HEY THERE MYTHIC SCRIBES

​Your old Moderator pal Reaver here. I just wanted to take a moment to announce that today is the second anniversary of my Mythic Scribes membership and to thank you, my fellow Scribes for making them truly wonderful and blessed years.

Sometimes when I think back to when I first joined, I marvel at how quickly our ranks have risen and how each one of you has made Mythic Scribes what it is today: A fun, enjoyable, friendly and helpful place where we writers can come together and share our love of all things fantasy.

I'd also like to take this opportunity to thank the amazing *Black Dragon* and his incredibly talented compatriots for making such an awesome site. Thanks BD, for making me a Moderator and bestowing upon me the honor of a lifetime.

Lastly, I want to thank my fellow Mods. Your support, kindness and friendship over the last two years has been nothing short of phenomenal. Here's to many more years of the same!

God Bless each and every one of you dear Scribes!

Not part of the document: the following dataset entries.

//! Tree-rewriting passes between parsing and linearization.
//!
//! Every pass is a pure in-place transform and runs unconditionally unless
//! disabled, in fixed order: nesting reduction, constant folding, fast-path
//! tagging, cost-based reordering. None of them may change what an
//! expression evaluates to, only how much work evaluation does and which
//! short-circuit paths exist.
use crate::{
    ast::{AstNode, Connective, NodeCore},
    env::{CostCategory, Environment},
    ops::OpContext,
    value::Value,
};

pub(crate) fn run(env: &Environment, node: &mut AstNode) {
    let options = env.options;
    if options.flatten {
        flatten(node);
    }
    if options.fold {
        fold(env, node);
    }
    if options.fastpath {
        tag_fast_paths(node);
    }
    if options.reorder {
        assign_costs(env, node, None);
        reorder(node);
    }
    tracing::trace!(cost = node.cost, "optimizer passes done");
}

/// NestingReduction: splice same-kind boolean children into their parent,
/// flattening associative chains. All or nothing per node: the pass never
/// partially flattens.
fn flatten(node: &mut AstNode) {
    for child in &mut node.args {
        flatten(child);
    }
    let Some(kind) = node.connective() else {
        return;
    };
    let splicable = node
        .args
        .iter()
        .all(|child| child.is_leaf() || child.connective() == Some(kind));
    if !splicable {
        return;
    }
    let mut spliced = Vec::with_capacity(node.args.len());
    for child in node.args.drain(..) {
        if child.connective() == Some(kind) {
            spliced.extend(child.args);
        } else {
            spliced.push(child);
        }
    }
    node.args = spliced;
}

/// ConstantFolding, bottom-up. For `and`/`or`, a single constant child that
/// alone determines the result collapses the whole node even when other
/// children are not constant. Otherwise a stateless operator with all-constant
/// operands is invoked with a nil context; an error from the operator leaves
/// the node unfolded rather than failing the compile.
fn fold(env: &Environment, node: &mut AstNode) {
    for child in &mut node.args {
        fold(env, child);
    }
    let (name, op) = match &node.core {
        NodeCore::Operator { name, op } | NodeCore::FastOperator { name, op } => {
            (name.clone(), op.clone())
        }
        _ => return,
    };
    if let Some(kind) = node.connective() {
        let decider = match kind {
            Connective::And => false,
            Connective::Or => true,
        };
        let decided = node.args.iter().any(|child| {
            matches!(&child.core, NodeCore::Constant(Value::Bool(b)) if *b == decider)
        });
        if decided {
            node.core = NodeCore::Constant(Value::Bool(decider));
            node.args.clear();
            return;
        }
    }
    if !env.is_stateless(&name) {
        return;
    }
    let constants: Option<Vec<Value>> = node
        .args
        .iter()
        .map(|child| match &child.core {
            NodeCore::Constant(v) => Some(v.clone()),
            _ => None,
        })
        .collect();
    let Some(args) = constants else {
        return;
    };
    match op.invoke(&OpContext::NIL, &args) {
        Ok(value) => {
            node.core = NodeCore::Constant(value);
            node.args.clear();
        }
        // folding is best-effort; the unfolded node keeps its meaning
        Err(_) => {}
    }
}

/// FastPathTagging: a binary operator whose operands are both leaves is
/// retagged so the linearizer can lay its operands out inline. Purely a
/// representation choice, semantics are unchanged. `and`/`or` are never
/// tagged: the fast call resolves both operand slots up front, which would
/// force a variable fetch a short-circuit must skip.
fn tag_fast_paths(node: &mut AstNode) {
    for child in &mut node.args {
        tag_fast_paths(child);
    }
    let retag = match &node.core {
        NodeCore::Operator { name, op }
            if node.args.len() == 2
                && node.connective().is_none()
                && node.args.iter().all(AstNode::is_leaf) =>
        {
            Some((name.clone(), op.clone()))
        }
        _ => None,
    };
    if let Some((name, op)) = retag {
        node.core = NodeCore::FastOperator { name, op };
    }
}

fn base_cost(node: &AstNode) -> f64 {
    match &node.core {
        NodeCore::Constant(_) => 1.0,
        NodeCore::Variable { .. } => 5.0,
        NodeCore::FastOperator { .. } => 10.0,
        NodeCore::Operator { .. } => 10.0 * node.args.len() as f64,
        NodeCore::Conditional => 20.0,
    }
}

fn category(node: &AstNode) -> CostCategory {
    match &node.core {
        NodeCore::Constant(_) => CostCategory::Constant,
        NodeCore::Variable { .. } => CostCategory::Variable,
        NodeCore::Operator { .. } => CostCategory::Operator,
        NodeCore::FastOperator { .. } => CostCategory::FastOperator,
        NodeCore::Conditional => CostCategory::Conditional,
    }
}

/// Structural signature `parent/ident(child,child,...)`, used for cost
/// lookup when the node sits directly under a boolean connective.
fn signature(parent: &str, node: &AstNode) -> String {
    let children: Vec<_> = node.args.iter().map(AstNode::ident).collect();
    format!("{parent}/{}({})", node.ident(), children.join(","))
}

/// Bottom-up cost assignment. A conditional only ever runs one branch, so
/// its children contribute `cond + max(then, else)`.
fn assign_costs(env: &Environment, node: &mut AstNode, parent_connective: Option<&str>) {
    let own_connective = node.connective().map(|kind| match kind {
        Connective::And => "and",
        Connective::Or => "or",
    });
    for child in &mut node.args {
        assign_costs(env, child, own_connective);
    }
    let children_cost = match &node.core {
        NodeCore::Conditional => {
            node.args[0].cost + node.args[1].cost.max(node.args[2].cost)
        }
        _ => node.args.iter().map(|c| c.cost).sum(),
    };
    let sig = parent_connective.map(|parent| signature(parent, node));
    let operation = env
        .costs
        .operation_cost(sig.as_deref(), &node.ident(), category(node));
    node.cost = base_cost(node) + operation + children_cost;
}

/// Stable sort of `and`/`or` operands by ascending cost. Stability matters:
/// equal-cost children keep source order, which is user-visible when custom
/// operators have side effects.
fn reorder(node: &mut AstNode) {
    for child in &mut node.args {
        reorder(child);
    }
    if node.connective().is_some() {
        node.args.sort_by(|a, b| a.cost.total_cmp(&b.cost));
    }
}

#[cfg(test)]
mod tests {
    use super::*;
    use crate::{env::CostModel, lexer::lex, parser};
    use assert2::{check, let_assert};

    fn env() -> Environment {
        Environment::builder()
            .variable("v1")
            .variable("v2")
            .variable("v3")
            .freeze()
    }

    fn parsed(src: &str) -> AstNode {
        parser::parse(&lex(src).unwrap(), &env()).unwrap()
    }

    fn names(node: &AstNode) -> Vec<String> {
        node.args.iter().map(AstNode::ident).collect()
    }

    #[test]
    fn flatten_splices_same_kind_chains() {
        let mut node = parsed("(and v1 (and v2 v3))");
        flatten(&mut node);
        check!(names(&node) == ["v1", "v2", "v3"]);
    }

    #[test]
    fn flatten_is_all_or_nothing() {
        // (= v1 1) is neither a leaf nor an `and`, so nothing is spliced
        let mut node = parsed("(and (and v1 v2) (= v1 1))");
        flatten(&mut node);
        check!(node.args.len() == 2);
        check!(names(&node) == ["and", "="]);
    }

    #[test]
    fn flatten_does_not_mix_connectives() {
        let mut node = parsed("(and v1 (or v2 v3))");
        flatten(&mut node);
        check!(names(&node) == ["v1", "or"]);
    }

    #[test]
    fn fold_collapses_constant_calls() {
        let mut node = parsed("(+ 1 (* 2 3))");
        fold(&env(), &mut node);
        let_assert!(NodeCore::Constant(Value::Int(7)) = &node.core);
        check!(node.args.is_empty());
    }

    #[test]
    fn fold_short_circuits_on_deciding_constants() {
        // `true` alone satisfies `or`, even with a non-constant sibling
        let mut node = parsed("(or (= v1 2) true)");
        fold(&env(), &mut node);
        let_assert!(NodeCore::Constant(Value::Bool(true)) = &node.core);

        let mut node = parsed("(and (= v1 2) false)");
        fold(&env(), &mut node);
        let_assert!(NodeCore::Constant(Value::Bool(false)) = &node.core);
    }

    #[test]
    fn fold_keeps_undecided_connectives() {
        let mut node = parsed("(and (= v1 2) true)");
        fold(&env(), &mut node);
        let_assert!(NodeCore::Operator { .. } = &node.core);
        check!(node.args.len() == 2);
    }

    #[test]
    fn fold_absorbs_operator_errors() {
        let mut node = parsed("(/ 1 0)");
        fold(&env(), &mut node);
        // division by zero during folding leaves the node for evaluation
        // time to report
        let_assert!(NodeCore::Operator { name, .. } = &node.core);
        check!(name.as_ref() == "/");
        check!(node.args.len() == 2);
    }

    #[test]
    fn fold_skips_stateful_operators() {
        let mut builder = Environment::builder();
        builder
            .operator("roll", false, std::sync::Arc::new(|_, _| Ok(Value::Int(4))))
            .unwrap();
        let env = builder.freeze();
        let mut node = parser::parse(&lex("(roll 1 2)").unwrap(), &env).unwrap();
        fold(&env, &mut node);
        let_assert!(NodeCore::Operator { .. } = &node.core);
    }

    #[test]
    fn fold_is_idempotent() {
        let mut node = parsed("(and (= v1 2) (< 1 2) (or false (= v2 3)))");
        fold(&env(), &mut node);
        let first = format!("{node:?}");
        fold(&env(), &mut node);
        check!(format!("{node:?}") == first);
    }

    #[test]
    fn fast_path_tagging_requires_two_leaves() {
        let mut node = parsed("(and (= v1 1) (= v1 (+ v2 1)))");
        tag_fast_paths(&mut node);
        let_assert!(NodeCore::FastOperator { .. } = &node.args[0].core);
        // second comparison has an operator operand, stays a full call
        let_assert!(NodeCore::Operator { .. } = &node.args[1].core);
        // (+ v2 1) itself qualifies
        let_assert!(NodeCore::FastOperator { .. } = &node.args[1].args[1].core);
    }

    #[test]
    fn connectives_are_never_fast_tagged() {
        // a fast call fetches both operand slots before invoking, which
        // would defeat the connective's laziness
        let mut node = parsed("(and v1 v2)");
        tag_fast_paths(&mut node);
        let_assert!(NodeCore::Operator { name, .. } = &node.core);
        check!(name.as_ref() == "and");

        let mut node = parsed("(or (= v1 1) (= v2 2))");
        tag_fast_paths(&mut node);
        let_assert!(NodeCore::Operator { name, .. } = &node.core);
        check!(name.as_ref() == "or");
        let_assert!(NodeCore::FastOperator { .. } = &node.args[0].core);
    }

    #[test]
    fn reordering_puts_cheap_operands_first() {
        let mut costs = CostModel::default();
        costs.set_exact("v1", 20.0);
        costs.set_exact("v2", 10.0);
        let env = Environment::builder()
            .variable("v1")
            .variable("v2")
            .costs(costs)
            .freeze();
        let mut node = parser::parse(&lex("(and (= v1 1) (= v2 2))").unwrap(), &env).unwrap();
        tag_fast_paths(&mut node);
        assign_costs(&env, &mut node, None);
        reorder(&mut node);
        check!(names(&node.args[0]) == ["v2", "2"]);
        check!(names(&node.args[1]) == ["v1", "1"]);
    }

    #[test]
    fn reordering_is_stable_under_ties() {
        let mut node = parsed("(and (= v1 1) (= v2 2) (= v3 3))");
        let env = env();
        assign_costs(&env, &mut node, None);
        reorder(&mut node);
        // identical costs keep source order
        check!(
            node.args
                .iter()
                .map(|c| c.args[0].ident())
                .collect::<Vec<_>>()
                == ["v1", "v2", "v3"]
        );
    }

    #[test]
    fn contextual_signature_cost_overrides_exact() {
        let mut costs = CostModel::default();
        costs.set_exact("=", 1.0);
        // this particular comparison is expensive only under this `and`
        costs.set_signature("and/=(v1,1)", 500.0);
        let env = Environment::builder()
            .variable("v1")
            .variable("v2")
            .costs(costs)
            .freeze();
        let mut node = parser::parse(&lex("(and (= v1 1) (= v2 2))").unwrap(), &env).unwrap();
        assign_costs(&env, &mut node, None);
        reorder(&mut node);
        check!(names(&node.args[0]) == ["v2", "2"]);
    }

    #[test]
    fn conditional_cost_takes_the_dearer_branch_once() {
        let env = env();
        let mut plain = parser::parse(&lex("(if v1 v2 v3)").unwrap(), &env).unwrap();
        assign_costs(&env, &mut plain, None);
        let cond = plain.args[0].cost;
        let then = plain.args[1].cost;
        let els = plain.args[2].cost;
        check!(plain.cost == 20.0 + crate::env::DEFAULT_OP_COST + cond + then.max(els));
    }
}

_*​Long live the Scriptorium!!!*_​


----------



## Ireth (Nov 22, 2013)

Happy Anniversary! :dance:


----------



## FatCat (Nov 22, 2013)

It's an easy thing to take something like Mythic Scribes for granted. You log on, voice an opinion, leave. But there's an unexplainable draw to this website that I feel, and many others must feel to make this the community that it is. Everyone tries their best to help, to do what they can do to better someone who they know only through an avatar, and I believe that is what makes this community great. Of course, the mods aren't heavy-handed and ridiculous which is always a plus, unlike many other sites. You're two year anniversy, I hope, is augmented by the fact that you have done a lot for the community here, Reaver. I for one would like to say thank you, for making a great site better. Cheers.


----------



## Philip Overby (Nov 22, 2013)

We've been through a lot, Reaver! (online in any case, haha!) You'll always be my buddy!  Write that awesome idea you had, by the way. It would be an honor to read it when you finish.


----------



## Aidan of the tavern (Nov 22, 2013)

Ah Reaver, you know you really are one of the great pillars of what sets Mythic Scribes aside.  

There are countless forums all over the web, but there has to be a reason why searching "fantasy writing forum" has Mythic Scribes at the top of the list.  I have a theory: MS does what any writing forum should, it provides a space where people can ask questions, get answers and talk about writing.  But it does something else which perhaps not so many forums do, it also addresses the personal, human interaction which writer's really do need.  We may be all over the world, but there's no barriers between us all interacting as writer's really would if they were in the same room, face to face. It allows the kind of open, friendly, personal connection that we would only otherwise get by being in the same room.  If I get critique from "ShootingStar89" (apologies if anyone uses that name) on some website, it'll mean something far less than critique from you guys at Mythic Scribes.

Tangent, anyway my point is that you uphold the qualities established here by Black Dragon, keeping everyone reminded of why this works, you're an important Scribe.  I'm a month away from my second anniversary as well, and it's great to see the same people here, getting to know them over the years.  We're lucky to have you, and it's good to know you my friend.  To top it all Reaver you're a mighty ass-kicker !


----------



## Black Dragon (Nov 22, 2013)

Happy anniversary, Reaver!

This place wouldn't be the same without you.


----------



## Sparkie (Nov 22, 2013)

Reaver's not the type to brag about this, but I'll say it for him.    Out of the limelight, Reaver's been the driving force behind a lot of the cooler stuff you'll see on this forum.  I won't mention anything specifically 'cause I know he'd hate it, but trust me guys; without Reaver this place would continue to function, but it would lose some of it's magic.  Thanks to you, Reaver, for being a good pal and encouraging me and everyone else to greater heights.  You're awesome!


----------



## Legendary Sidekick (Nov 23, 2013)

Wait… is the Reaver anniversary the 21st or 22nd? Because if the Reaver Anniversary coincides with the Kennedy Assassination Anniversary (11/22), then THAT'S the connection for my Time-Traveling U.S. Marine Conspiracy Theory™.

Your involvement in our recent (non-conspirital) inside job is much appreciated, as is the enthusiasm you bring here. Let's keep that going for another two years!

…uhh, and ANOTHER two after that! And then keep adding another two repeatedly until it's a lot! Yeah!


----------